Unfortunately, I can't really fault the progressives for the tactics they use. The ideologies of the Marxian tradition measure effectiveness of a tactic in the ability of the tactic to advance the cause. A progressive takes great pains to avoid public debate about the long term direction of the country (should we remain a free people or become a socialist state?) Instead, advance the cause by framing issues in ways to advance the cause.

What pains me is that Libertarians enjoy lining up like sheep on the way to the slaughter house.

The progressives won the health care debate a half decade ago when they successfully framed the debate as a conflict between private health insurance or government health insurance?

Should the collective be publicly or privately owned?

The Libertarians lined up like sheep to argue for private ownership of the collective. They failed to realize that in doing so they capitulated on the real argument.

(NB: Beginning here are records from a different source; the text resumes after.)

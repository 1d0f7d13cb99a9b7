//! WMS grid command line tool
//!
//! Loads a record set (a built-in dataset or JSON files), applies search,
//! filters, sorting and paging the same way the dashboard tables do, and
//! prints the resulting page as a table or as JSON.

mod logging;

use std::io::Write;
use std::path::{Path, PathBuf};

use anyhow::{Context, Result};
use clap::{Parser, ValueEnum};
use comfy_table::{ContentArrangement, Table, presets::UTF8_FULL};
use wms_core::{GridRecord, Record, load_records};
use wms_grid::{GridConfig, RecordGrid, SortDirection, fixtures};
use wms_settings::GridSettings;

use crate::logging::LoggingConfig;

/// Built-in record sets
#[derive(Debug, Clone, Copy, PartialEq, Eq, ValueEnum)]
enum Dataset {
    /// The ten mock invoices of the stock tables
    Invoices,
    /// The inventory log entries
    Logs,
}

/// Search, filter, sort and page warehouse records.
#[derive(Parser, Debug)]
#[command(name = "wms-grid")]
#[command(version, about, long_about = None)]
struct Cli {
    /// Built-in dataset to load
    #[arg(long, value_enum, conflicts_with_all = ["records", "config"])]
    dataset: Option<Dataset>,

    /// JSON file holding an array of record objects
    #[arg(long, requires = "config")]
    records: Option<PathBuf>,

    /// JSON grid configuration for --records
    #[arg(long, requires = "records")]
    config: Option<PathBuf>,

    /// Settings file; defaults to the user config directory
    #[arg(long, env = "WMS_SETTINGS")]
    settings: Option<PathBuf>,

    /// Case-insensitive search over every field
    #[arg(short, long)]
    search: Option<String>,

    /// Filter as FIELD=VALUE; repeat for several fields
    #[arg(short, long = "filter", value_parser = parse_filter)]
    filters: Vec<(String, String)>,

    /// Field to sort by
    #[arg(long)]
    sort: Option<String>,

    /// Sort descending instead of ascending
    #[arg(long, requires = "sort")]
    descending: bool,

    /// Zero-based page to show
    #[arg(long, default_value_t = 0)]
    page: usize,

    /// Rows per page; overrides the settings file
    #[arg(long)]
    page_size: Option<usize>,

    /// Print the filter options of FIELD instead of rows
    #[arg(long, value_name = "FIELD")]
    options: Option<String>,

    /// Print rows as JSON
    #[arg(long)]
    json: bool,

    /// Write the effective settings, including --page-size, to the settings file
    #[arg(long)]
    save_settings: bool,
}

fn parse_filter(raw: &str) -> std::result::Result<(String, String), String> {
    let (field, value) = raw
        .split_once('=')
        .ok_or_else(|| format!("invalid filter `{raw}`, expected FIELD=VALUE"))?;
    let field = field.trim();
    if field.is_empty() {
        return Err(format!("invalid filter `{raw}`, field name is empty"));
    }
    Ok((field.to_string(), value.trim().to_string()))
}

fn main() -> Result<()> {
    let cli = Cli::parse();

    let settings = effective_settings(&cli)?;
    logging::init(&LoggingConfig::new(settings.log_filter.clone()))?;
    if cli.save_settings {
        tracing::info!("Saved settings");
    }

    let mut grid = build_grid(&cli, &settings)?;
    apply_intents(&mut grid, &cli);

    let mut out = std::io::stdout().lock();
    if let Some(field) = &cli.options {
        for option in grid.filter_options(field) {
            writeln!(out, "{}", option)?;
        }
        return Ok(());
    }

    if cli.json {
        serde_json::to_writer_pretty(&mut out, &grid.page_rows())?;
        writeln!(out)?;
    } else {
        writeln!(out, "{}", render_table(&grid))?;
        writeln!(out, "{}", footer(&grid))?;
    }
    Ok(())
}

fn load_settings(path: Option<&Path>) -> Result<GridSettings> {
    match path {
        Some(path) => GridSettings::load_from(path),
        None => GridSettings::load(),
    }
}

/// Settings with command line overrides applied, saved back when asked
fn effective_settings(cli: &Cli) -> Result<GridSettings> {
    let mut settings = load_settings(cli.settings.as_deref())?;
    if let Some(size) = cli.page_size {
        settings.page_size = Some(size);
    }

    if cli.save_settings {
        match cli.settings.as_deref() {
            Some(path) => settings.save_to(path)?,
            None => settings.save()?,
        }
    }
    Ok(settings)
}

fn build_grid(cli: &Cli, settings: &GridSettings) -> Result<RecordGrid> {
    let (records, config) = match (&cli.records, &cli.config) {
        (Some(records_path), Some(config_path)) => {
            let config_json = std::fs::read_to_string(config_path)
                .with_context(|| format!("Failed to read grid config from {:?}", config_path))?;
            let config = GridConfig::from_json(&config_json)
                .with_context(|| format!("Invalid grid config in {:?}", config_path))?;

            let records_json = std::fs::read_to_string(records_path)
                .with_context(|| format!("Failed to read records from {:?}", records_path))?;
            let records = load_records(&records_json, &config.fields)
                .with_context(|| format!("Invalid records in {:?}", records_path))?;
            (records, config)
        }
        _ => dataset(cli.dataset.unwrap_or(Dataset::Invoices)),
    };

    tracing::info!("Loaded {} records", records.len());
    RecordGrid::new(records, config, settings).context("Failed to build record grid")
}

fn dataset(dataset: Dataset) -> (Vec<Record>, GridConfig) {
    match dataset {
        Dataset::Invoices => (fixtures::invoices(), fixtures::invoice_config()),
        Dataset::Logs => (fixtures::inventory_logs(), fixtures::inventory_log_config()),
    }
}

fn apply_intents(grid: &mut RecordGrid, cli: &Cli) {
    if let Some(term) = &cli.search {
        grid.set_search_term(term.as_str());
    }
    for (field, value) in &cli.filters {
        grid.set_filter(field, value);
    }
    if let Some(field) = &cli.sort {
        let direction = if cli.descending {
            SortDirection::Descending
        } else {
            SortDirection::Ascending
        };
        grid.set_sort(field, direction);
    }
    if cli.page_size.is_some() {
        grid.set_page_size(cli.page_size);
    }
    grid.set_page(cli.page);
}

fn render_table<R: GridRecord>(grid: &RecordGrid<R>) -> Table {
    let fields = &grid.config().fields;

    let mut table = Table::new();
    table
        .load_preset(UTF8_FULL)
        .set_content_arrangement(ContentArrangement::Dynamic)
        .set_header(fields.iter().map(|field| field.label()));

    for record in grid.page_rows() {
        table.add_row(fields.iter().map(|field| record.rendered(&field.name)));
    }
    table
}

fn footer<R: GridRecord>(grid: &RecordGrid<R>) -> String {
    let shown = grid.page_rows().len();
    let mut line = format!("{} / {} records", shown, grid.len());
    if grid.page_count() > 1 {
        line.push_str(&format!(
            " (page {} of {}, {} matching)",
            grid.current_page() + 1,
            grid.page_count(),
            grid.visible_count()
        ));
    }
    line
}

#[cfg(test)]
mod tests {
    use super::*;
    use pretty_assertions::assert_eq;

    fn grid_for(args: &[&str]) -> RecordGrid {
        let cli = Cli::try_parse_from(args).expect("valid arguments");
        let mut grid = build_grid(&cli, &GridSettings::default()).expect("grid");
        apply_intents(&mut grid, &cli);
        grid
    }

    #[test]
    fn test_parse_filter() {
        assert_eq!(
            parse_filter("paymentStatus=Paid"),
            Ok(("paymentStatus".to_string(), "Paid".to_string()))
        );
        assert_eq!(
            parse_filter("paymentMethod = Credit Card"),
            Ok(("paymentMethod".to_string(), "Credit Card".to_string()))
        );
        assert!(parse_filter("paymentStatus").is_err());
        assert!(parse_filter("=Paid").is_err());
    }

    #[test]
    fn test_dataset_conflicts_with_files() {
        let result =
            Cli::try_parse_from(["wms-grid", "--dataset", "logs", "--records", "r.json"]);
        assert!(result.is_err());

        let result = Cli::try_parse_from(["wms-grid", "--records", "r.json"]);
        assert!(result.is_err());
    }

    #[test]
    fn test_intents_are_applied() {
        let grid = grid_for(&[
            "wms-grid",
            "--dataset",
            "invoices",
            "--filter",
            "totalAmount=200to500",
            "--sort",
            "totalAmount",
            "--descending",
        ]);
        let invoices: Vec<String> = grid
            .visible_rows()
            .iter()
            .map(|r| r.rendered("invoice"))
            .collect();
        assert_eq!(
            invoices,
            vec!["INV004", "INV003", "INV007", "INV001", "INV006"]
        );
    }

    #[test]
    fn test_footer_with_pages() {
        let grid = grid_for(&[
            "wms-grid",
            "--dataset",
            "logs",
            "--page-size",
            "5",
            "--page",
            "2",
        ]);
        assert_eq!(footer(&grid), "2 / 12 records (page 3 of 3, 12 matching)");
    }

    #[test]
    fn test_table_has_labelled_header() {
        let grid = grid_for(&["wms-grid", "--dataset", "invoices", "--search", "INV010"]);
        let rendered = render_table(&grid).to_string();
        assert!(rendered.contains("Amount"));
        assert!(rendered.contains("$850.00"));
        assert!(!rendered.contains("INV001 "));
    }

    #[test]
    fn test_save_settings_persists_page_size() {
        let dir = tempfile::tempdir().expect("tempdir");
        let path = dir.path().join("settings.json");
        let path_arg = path.to_string_lossy().to_string();

        let cli = Cli::try_parse_from([
            "wms-grid",
            "--settings",
            &path_arg,
            "--page-size",
            "4",
            "--save-settings",
        ])
        .expect("valid arguments");
        let settings = effective_settings(&cli).expect("settings");
        assert_eq!(settings.page_size, Some(4));

        let saved = GridSettings::load_from(&path).expect("saved settings");
        assert_eq!(saved, settings);

        let cli = Cli::try_parse_from(["wms-grid", "--settings", &path_arg]).expect("valid");
        let grid = build_grid(&cli, &effective_settings(&cli).expect("settings")).expect("grid");
        assert_eq!(grid.page_count(), 3);
    }

    #[test]
    fn test_settings_untouched_without_flag() {
        let dir = tempfile::tempdir().expect("tempdir");
        let path = dir.path().join("settings.json");
        let path_arg = path.to_string_lossy().to_string();

        let cli = Cli::try_parse_from(["wms-grid", "--settings", &path_arg, "--page-size", "4"])
            .expect("valid arguments");
        effective_settings(&cli).expect("settings");
        assert!(!path.exists());
    }

    #[test]
    fn test_grid_from_json_files() {
        let dir = tempfile::tempdir().expect("tempdir");
        let records = dir.path().join("records.json");
        let config = dir.path().join("config.json");
        std::fs::write(
            &records,
            r#"[
                {"sku": "A-1", "bin": "North", "qty": 4},
                {"sku": "A-2", "bin": "South", "qty": "12"}
            ]"#,
        )
        .expect("write records");
        std::fs::write(
            &config,
            r#"{"fields": [{"name": "sku"}, {"name": "bin"}, {"name": "qty", "kind": "numeric"}],
                "identity": ["sku"]}"#,
        )
        .expect("write config");

        let records_arg = records.to_string_lossy().to_string();
        let config_arg = config.to_string_lossy().to_string();
        let grid = grid_for(&[
            "wms-grid",
            "--records",
            &records_arg,
            "--config",
            &config_arg,
            "--sort",
            "qty",
            "--descending",
        ]);
        assert_eq!(grid.visible_keys(), vec!["A-2", "A-1"]);
    }
}
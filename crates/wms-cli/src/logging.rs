//! Logging setup for the command line tool
//!
//! Log lines go to stderr so that table and JSON output on stdout stay
//! clean. The filter comes from `WMS_LOG` when set, otherwise from the
//! `log_filter` setting.

use tracing_subscriber::{EnvFilter, fmt, layer::SubscriberExt, util::SubscriberInitExt};

/// Environment variable that overrides the configured log filter
pub const LOG_ENV: &str = "WMS_LOG";

/// Logging configuration
#[derive(Debug, Clone)]
pub struct LoggingConfig {
    /// Filter directive used when `WMS_LOG` is not set
    pub default_filter: String,

    /// Whether to include file/line information in logs
    pub include_location: bool,
}

impl LoggingConfig {
    pub fn new(default_filter: impl Into<String>) -> Self {
        Self {
            default_filter: default_filter.into(),
            include_location: cfg!(debug_assertions),
        }
    }

    /// Filter to install, `WMS_LOG` taking precedence
    pub fn env_filter(&self) -> EnvFilter {
        EnvFilter::try_from_env(LOG_ENV).unwrap_or_else(|_| {
            EnvFilter::try_new(&self.default_filter).unwrap_or_else(|err| {
                eprintln!(
                    "Invalid log filter '{}' ({}), falling back to 'info'",
                    self.default_filter, err
                );
                EnvFilter::new("info")
            })
        })
    }
}

/// Install the global subscriber
pub fn init(config: &LoggingConfig) -> anyhow::Result<()> {
    let console_layer = fmt::layer()
        .with_target(true)
        .with_file(config.include_location)
        .with_line_number(config.include_location)
        .with_writer(std::io::stderr);

    tracing_subscriber::registry()
        .with(config.env_filter())
        .with(console_layer)
        .try_init()?;

    tracing::debug!(filter = %config.default_filter, "Logging initialized");
    Ok(())
}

The real argument is whether or not a collective pool is the best way to fund health care.

Insurance pools the resources of a group to fund health care.

This sounds like a good idea at first glance. The problem is that once people make the decision to fund care through a collective pool, the dynamics of the collective take over and the needs of the individual go unmet.

The Republicans lost the war when they accepted the false dichotomy as the basis of the debate. From the moment that the Republicans accepted the false dichotomy, it was only a matter of time until a brave number of souls were able to manufacture an economic crisis and a change campaign to finish the process of collectivization.

Don't you see? The moment that people accepted that health care must be funded by a pool, then the logic of the pool of takes over.

This logic is at odds with the needs of the individual. Even worse, the logic of the pool is that the pool will seek to grow until it becomes all encompassing. The progressive need simply wait until the pool is so powerful and so at odds with the needs of the people that they people will fall for a change campaign to nationalize the pool.

Chris Moody finds it absurd that Progressives are use our dissatisfaction with the current collective system to argue for greater collectivization.

When, in reality, the true absurdity was that Libertarians and Republicans had lined up to argue for private ownership of the collective when collectivization (employer based insurance pools) is diametrically opposed to the cause of freedom.